[[ DATASET CONTENT, beginning ]]

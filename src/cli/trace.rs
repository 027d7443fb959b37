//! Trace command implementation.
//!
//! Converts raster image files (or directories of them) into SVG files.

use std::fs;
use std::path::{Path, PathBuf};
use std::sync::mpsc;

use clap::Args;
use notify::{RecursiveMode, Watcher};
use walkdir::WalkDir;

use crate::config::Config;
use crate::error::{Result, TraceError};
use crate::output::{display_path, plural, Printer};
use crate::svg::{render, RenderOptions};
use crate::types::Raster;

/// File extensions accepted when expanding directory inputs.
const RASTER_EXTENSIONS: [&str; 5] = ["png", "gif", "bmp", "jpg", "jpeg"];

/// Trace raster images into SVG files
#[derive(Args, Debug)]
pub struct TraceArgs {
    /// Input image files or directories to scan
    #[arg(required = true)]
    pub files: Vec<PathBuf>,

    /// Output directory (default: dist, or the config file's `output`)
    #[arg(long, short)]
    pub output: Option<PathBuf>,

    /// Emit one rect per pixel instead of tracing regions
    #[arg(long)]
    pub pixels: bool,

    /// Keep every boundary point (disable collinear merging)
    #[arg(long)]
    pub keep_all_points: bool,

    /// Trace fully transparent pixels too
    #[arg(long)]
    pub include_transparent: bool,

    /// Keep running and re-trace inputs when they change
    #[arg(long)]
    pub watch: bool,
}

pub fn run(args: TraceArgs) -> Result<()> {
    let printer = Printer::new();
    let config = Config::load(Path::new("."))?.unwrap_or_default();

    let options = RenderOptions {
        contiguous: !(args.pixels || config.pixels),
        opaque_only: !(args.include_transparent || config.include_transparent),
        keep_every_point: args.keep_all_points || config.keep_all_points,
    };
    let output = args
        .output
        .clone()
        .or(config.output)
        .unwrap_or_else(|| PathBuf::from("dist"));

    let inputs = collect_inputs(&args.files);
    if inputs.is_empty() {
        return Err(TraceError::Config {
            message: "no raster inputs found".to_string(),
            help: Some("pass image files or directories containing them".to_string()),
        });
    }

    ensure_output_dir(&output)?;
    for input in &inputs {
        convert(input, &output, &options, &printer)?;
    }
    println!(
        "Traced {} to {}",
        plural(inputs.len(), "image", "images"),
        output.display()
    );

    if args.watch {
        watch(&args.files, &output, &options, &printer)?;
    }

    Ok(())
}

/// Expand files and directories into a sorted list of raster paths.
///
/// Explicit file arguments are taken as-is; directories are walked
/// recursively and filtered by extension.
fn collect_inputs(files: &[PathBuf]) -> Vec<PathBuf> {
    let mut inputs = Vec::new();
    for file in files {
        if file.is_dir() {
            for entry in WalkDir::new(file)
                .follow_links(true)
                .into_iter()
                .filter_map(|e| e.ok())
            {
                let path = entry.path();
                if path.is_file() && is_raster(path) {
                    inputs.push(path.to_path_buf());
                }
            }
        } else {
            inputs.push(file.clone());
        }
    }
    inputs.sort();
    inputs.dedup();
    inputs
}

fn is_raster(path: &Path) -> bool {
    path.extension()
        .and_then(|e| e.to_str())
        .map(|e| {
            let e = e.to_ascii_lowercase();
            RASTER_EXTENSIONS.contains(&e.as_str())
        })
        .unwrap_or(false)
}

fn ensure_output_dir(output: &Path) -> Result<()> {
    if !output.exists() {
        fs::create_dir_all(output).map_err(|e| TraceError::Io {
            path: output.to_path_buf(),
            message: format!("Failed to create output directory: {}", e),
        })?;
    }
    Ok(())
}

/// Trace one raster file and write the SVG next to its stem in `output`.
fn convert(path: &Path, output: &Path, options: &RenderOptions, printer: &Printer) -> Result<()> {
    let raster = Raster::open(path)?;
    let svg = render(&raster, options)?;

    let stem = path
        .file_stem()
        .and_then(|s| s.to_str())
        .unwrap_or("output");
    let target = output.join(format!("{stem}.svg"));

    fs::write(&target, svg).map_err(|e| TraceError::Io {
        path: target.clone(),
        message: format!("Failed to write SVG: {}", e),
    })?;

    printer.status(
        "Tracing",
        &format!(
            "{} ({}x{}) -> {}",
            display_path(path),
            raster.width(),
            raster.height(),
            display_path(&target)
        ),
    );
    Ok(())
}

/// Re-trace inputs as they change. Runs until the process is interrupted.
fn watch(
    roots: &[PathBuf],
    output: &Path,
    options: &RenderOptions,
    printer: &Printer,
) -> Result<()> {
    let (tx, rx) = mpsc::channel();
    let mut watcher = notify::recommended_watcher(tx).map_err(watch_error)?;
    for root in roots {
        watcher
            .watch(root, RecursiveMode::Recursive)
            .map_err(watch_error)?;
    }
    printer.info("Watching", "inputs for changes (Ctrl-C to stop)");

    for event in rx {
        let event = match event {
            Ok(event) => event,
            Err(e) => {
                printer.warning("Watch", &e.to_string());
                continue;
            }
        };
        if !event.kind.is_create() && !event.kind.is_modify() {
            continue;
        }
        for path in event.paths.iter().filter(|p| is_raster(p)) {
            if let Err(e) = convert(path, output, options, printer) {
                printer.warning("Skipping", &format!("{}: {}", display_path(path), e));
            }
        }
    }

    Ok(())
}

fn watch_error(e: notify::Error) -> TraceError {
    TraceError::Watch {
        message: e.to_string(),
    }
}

[[ DATASET CONTENT, end ]]
[[ DATASET CONTENT, beginning ]]

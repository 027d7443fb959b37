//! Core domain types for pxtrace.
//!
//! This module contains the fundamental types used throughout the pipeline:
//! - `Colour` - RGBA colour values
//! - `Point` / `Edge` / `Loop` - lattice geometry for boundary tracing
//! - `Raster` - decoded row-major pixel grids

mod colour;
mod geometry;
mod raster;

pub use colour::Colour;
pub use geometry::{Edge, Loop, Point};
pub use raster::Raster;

[[ DATASET CONTENT, end ]]
[[ DATASET CONTENT, beginning ]]

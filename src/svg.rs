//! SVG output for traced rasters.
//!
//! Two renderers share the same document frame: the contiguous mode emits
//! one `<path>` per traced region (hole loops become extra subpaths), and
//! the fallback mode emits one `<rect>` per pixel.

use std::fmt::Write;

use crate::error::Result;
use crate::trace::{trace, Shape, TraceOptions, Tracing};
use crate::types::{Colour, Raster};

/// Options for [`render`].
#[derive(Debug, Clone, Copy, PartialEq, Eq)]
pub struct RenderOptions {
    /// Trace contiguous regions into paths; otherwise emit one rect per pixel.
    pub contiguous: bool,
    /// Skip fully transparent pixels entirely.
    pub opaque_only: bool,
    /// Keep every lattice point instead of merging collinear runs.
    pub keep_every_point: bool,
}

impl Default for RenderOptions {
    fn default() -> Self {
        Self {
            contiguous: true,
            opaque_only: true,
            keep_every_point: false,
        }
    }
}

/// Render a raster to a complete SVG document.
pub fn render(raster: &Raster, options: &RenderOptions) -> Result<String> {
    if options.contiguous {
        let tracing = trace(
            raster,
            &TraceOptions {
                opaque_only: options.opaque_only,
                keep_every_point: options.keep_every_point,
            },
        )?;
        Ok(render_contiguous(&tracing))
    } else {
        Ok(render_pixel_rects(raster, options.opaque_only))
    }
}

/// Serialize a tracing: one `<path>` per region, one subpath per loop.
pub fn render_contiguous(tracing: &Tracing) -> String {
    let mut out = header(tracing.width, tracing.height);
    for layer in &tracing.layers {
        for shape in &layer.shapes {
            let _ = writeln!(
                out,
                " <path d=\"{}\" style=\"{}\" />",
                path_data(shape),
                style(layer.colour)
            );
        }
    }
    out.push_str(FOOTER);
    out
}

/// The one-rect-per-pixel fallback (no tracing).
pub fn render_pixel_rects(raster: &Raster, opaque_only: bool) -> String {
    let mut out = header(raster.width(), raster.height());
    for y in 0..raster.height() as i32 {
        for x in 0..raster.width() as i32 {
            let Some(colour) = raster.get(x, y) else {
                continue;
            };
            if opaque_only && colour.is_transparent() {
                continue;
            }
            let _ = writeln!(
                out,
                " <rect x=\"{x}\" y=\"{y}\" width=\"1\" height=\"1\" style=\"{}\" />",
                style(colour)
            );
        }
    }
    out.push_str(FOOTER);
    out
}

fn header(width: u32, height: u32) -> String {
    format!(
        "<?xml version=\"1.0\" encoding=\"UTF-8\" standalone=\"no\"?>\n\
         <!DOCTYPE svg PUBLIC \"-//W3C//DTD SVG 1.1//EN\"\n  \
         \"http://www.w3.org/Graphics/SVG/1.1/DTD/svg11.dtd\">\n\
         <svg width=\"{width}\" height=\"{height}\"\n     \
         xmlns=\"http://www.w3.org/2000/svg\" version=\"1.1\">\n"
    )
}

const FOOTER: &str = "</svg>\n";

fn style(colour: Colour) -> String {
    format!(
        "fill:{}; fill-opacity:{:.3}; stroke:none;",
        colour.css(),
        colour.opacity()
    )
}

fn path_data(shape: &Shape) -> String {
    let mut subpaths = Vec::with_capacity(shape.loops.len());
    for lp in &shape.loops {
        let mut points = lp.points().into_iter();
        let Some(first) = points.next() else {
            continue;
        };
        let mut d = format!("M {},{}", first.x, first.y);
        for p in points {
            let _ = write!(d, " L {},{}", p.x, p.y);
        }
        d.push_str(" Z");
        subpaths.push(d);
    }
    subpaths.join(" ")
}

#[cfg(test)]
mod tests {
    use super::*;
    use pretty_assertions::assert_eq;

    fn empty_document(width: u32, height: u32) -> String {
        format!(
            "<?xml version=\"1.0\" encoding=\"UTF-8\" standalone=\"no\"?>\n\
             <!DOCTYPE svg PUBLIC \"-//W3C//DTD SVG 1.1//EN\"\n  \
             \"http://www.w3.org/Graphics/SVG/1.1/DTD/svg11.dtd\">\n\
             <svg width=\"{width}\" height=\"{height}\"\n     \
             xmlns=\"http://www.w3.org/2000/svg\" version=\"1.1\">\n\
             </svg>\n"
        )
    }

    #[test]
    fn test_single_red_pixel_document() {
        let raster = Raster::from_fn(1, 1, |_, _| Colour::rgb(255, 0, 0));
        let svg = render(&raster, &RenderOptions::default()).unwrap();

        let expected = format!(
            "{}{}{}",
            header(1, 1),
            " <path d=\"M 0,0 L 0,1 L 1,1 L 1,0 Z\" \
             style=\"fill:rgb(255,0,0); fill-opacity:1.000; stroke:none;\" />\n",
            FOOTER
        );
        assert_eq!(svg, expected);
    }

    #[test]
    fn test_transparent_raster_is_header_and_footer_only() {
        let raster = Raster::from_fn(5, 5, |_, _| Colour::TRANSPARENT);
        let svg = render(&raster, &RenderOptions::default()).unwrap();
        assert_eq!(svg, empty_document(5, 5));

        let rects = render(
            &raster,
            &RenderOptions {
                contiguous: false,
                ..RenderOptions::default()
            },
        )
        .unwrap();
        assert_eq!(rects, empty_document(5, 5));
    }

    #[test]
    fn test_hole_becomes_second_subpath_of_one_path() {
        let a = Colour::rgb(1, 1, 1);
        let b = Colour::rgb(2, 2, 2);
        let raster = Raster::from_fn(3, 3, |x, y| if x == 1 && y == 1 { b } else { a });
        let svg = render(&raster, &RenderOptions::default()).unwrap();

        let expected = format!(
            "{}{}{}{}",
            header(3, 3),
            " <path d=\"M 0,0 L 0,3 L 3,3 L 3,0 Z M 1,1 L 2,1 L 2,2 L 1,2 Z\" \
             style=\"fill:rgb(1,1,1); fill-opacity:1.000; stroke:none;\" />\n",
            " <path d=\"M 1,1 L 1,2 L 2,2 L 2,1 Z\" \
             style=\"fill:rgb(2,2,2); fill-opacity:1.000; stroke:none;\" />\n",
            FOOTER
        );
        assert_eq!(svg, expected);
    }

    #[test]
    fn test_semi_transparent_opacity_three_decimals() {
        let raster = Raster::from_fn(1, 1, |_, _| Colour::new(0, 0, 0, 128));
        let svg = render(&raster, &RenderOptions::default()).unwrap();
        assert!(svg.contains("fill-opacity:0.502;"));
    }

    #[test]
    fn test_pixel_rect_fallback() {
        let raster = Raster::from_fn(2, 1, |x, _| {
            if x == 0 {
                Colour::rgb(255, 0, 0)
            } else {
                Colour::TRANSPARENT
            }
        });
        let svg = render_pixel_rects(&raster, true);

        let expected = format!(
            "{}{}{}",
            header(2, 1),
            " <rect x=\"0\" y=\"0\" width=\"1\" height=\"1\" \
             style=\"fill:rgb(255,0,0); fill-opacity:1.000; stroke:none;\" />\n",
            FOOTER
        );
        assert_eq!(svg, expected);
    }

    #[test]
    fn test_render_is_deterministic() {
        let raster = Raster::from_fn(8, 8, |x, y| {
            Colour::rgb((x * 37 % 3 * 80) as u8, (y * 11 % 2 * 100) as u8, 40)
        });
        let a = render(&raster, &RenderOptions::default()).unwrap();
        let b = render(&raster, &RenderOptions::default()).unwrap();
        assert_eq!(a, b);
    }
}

[[ DATASET CONTENT, end ]]

» TASK PROMPT:
In the records above, find each line that mentions the word "contains", and copy it.

» WRITTEN RESPONSE:
            RASTER_EXTENSIONS.contains(&e.as_str())
//! This module contains the fundamental types used throughout the pipeline:
        assert!(svg.contains("fill-opacity:0.502;"));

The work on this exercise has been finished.